Thinking About Retiring

“Ginger was only two years older than you when she died.”

I was startled at the unexpected comment. Margaret and I met Ginger during our first trip to the Baja in 1993, and we had become good friends. When she passed away suddenly and unexpectedly in 1998 it was a shock to us both.

Margaret wasn’t trying to be melodramatic. She was trying to get me to think – think seriously – about retiring.

It was last Christmas and we were staying at Pio Pico, an RV park tucked into the scrub desert hills of the former Otay Ranch between San Diego and the Mexican border. We have often talked about full-timing in the motor-home, having all the time we wanted to explore the US and Mexico rather than taking rushed trips whenever I could squeeze out a few weeks of vacation. About ten years ago we took a few long trips, lasting several months, and we both loved the lifestyle.

Maybe, and more importantly, Margaret was trying to tell me I was getting older and shouldn’t frivolously waste my time on employment – working for the man – when I could spend it doing what I enjoyed. Travelling. Spending winters in sunny places where endless rain, snow, and freezing winds were unknown.
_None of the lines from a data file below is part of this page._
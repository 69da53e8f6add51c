use anyhow::{anyhow, Result};
use clap::Args;
use colored::Colorize;
use std::fs;
use std::path::PathBuf;
use vectorforge_document::Layer;
use vectorforge_render::export_to_render_tree;

use super::emit;
use crate::config::Config;

#[derive(Debug, Args)]
pub struct ExportArgs {
    /// Layers JSON file
    pub layers: PathBuf,

    /// Markup to export over; the default skeleton when absent
    #[arg(long)]
    pub previous: Option<PathBuf>,

    /// Write the markup here instead of stdout
    #[arg(short, long)]
    pub output: Option<PathBuf>,
}

pub fn export(args: ExportArgs, cwd: &str) -> Result<()> {
    let config = Config::load(cwd)?;

    let content = fs::read_to_string(&args.layers)
        .map_err(|e| anyhow!("Cannot read {}: {}", args.layers.display(), e))?;
    let layers: Vec<Layer> = serde_json::from_str(&content)?;

    let previous = match &args.previous {
        Some(path) => fs::read_to_string(path)
            .map_err(|e| anyhow!("Cannot read {}: {}", path.display(), e))?,
        None => String::new(),
    };

    let outcome = export_to_render_tree(&layers, &previous, &config.reconcile_options());
    if let Some(error) = outcome.error {
        // The previous markup comes back untouched; nothing is written.
        return Err(anyhow!("Export failed: {}", error));
    }

    eprintln!(
        "{} {} layers ({} new, {} reused)",
        "Exported".green().bold(),
        outcome.report.layers,
        outcome.report.created,
        outcome.report.reused
    );
    emit(args.output.as_deref(), &outcome.markup)
}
Me? Getting older? Old? Hah…!

Later that day we curled up to watch A Year in Provence, one of our favourite DVD’s, the story of Peter Mayle and his wife, Annie, who retired early from their demanding jobs and hectic lives in London and moved to an old farmhouse in the south of France. John Thaw, the actor who played Peter Mayle in the production, was five years younger than I was when he made the film. When he died, he was five years older.

I was beginning to feel downright mortal. Vulnerable. Maybe I was getting on. The RV crowd tends to made up of retirees and I’d always felt like a kid. During the 1990’s, we made three trips to Mexico with the girls. Other travellers made comments like, “I wish I’d been smart enough to do this when I was your age.” Now I look around and notice that I look an awful lot like everyone else. A bit of a limp. A groan when I realize that I have to go up a flight of stairs. I used to complain that the conversations in the hot tub always revolved around everyone’s latest medical problems. Now I have my own list of complaints to add to the discussion.

But who can retire? I have responsibilities, don’t I? I just need another few years and I then I’ll be in a better position to retire. Won’t I? Timothy Ferris, in his book, The Four-Hour Work Week, asks people to evaluate their progress on their own life plans by asking, Is my life is better now than it was a year ago? Five years ago?

I’m not sure that working another few years – just for the sake of working – will be of much benefit.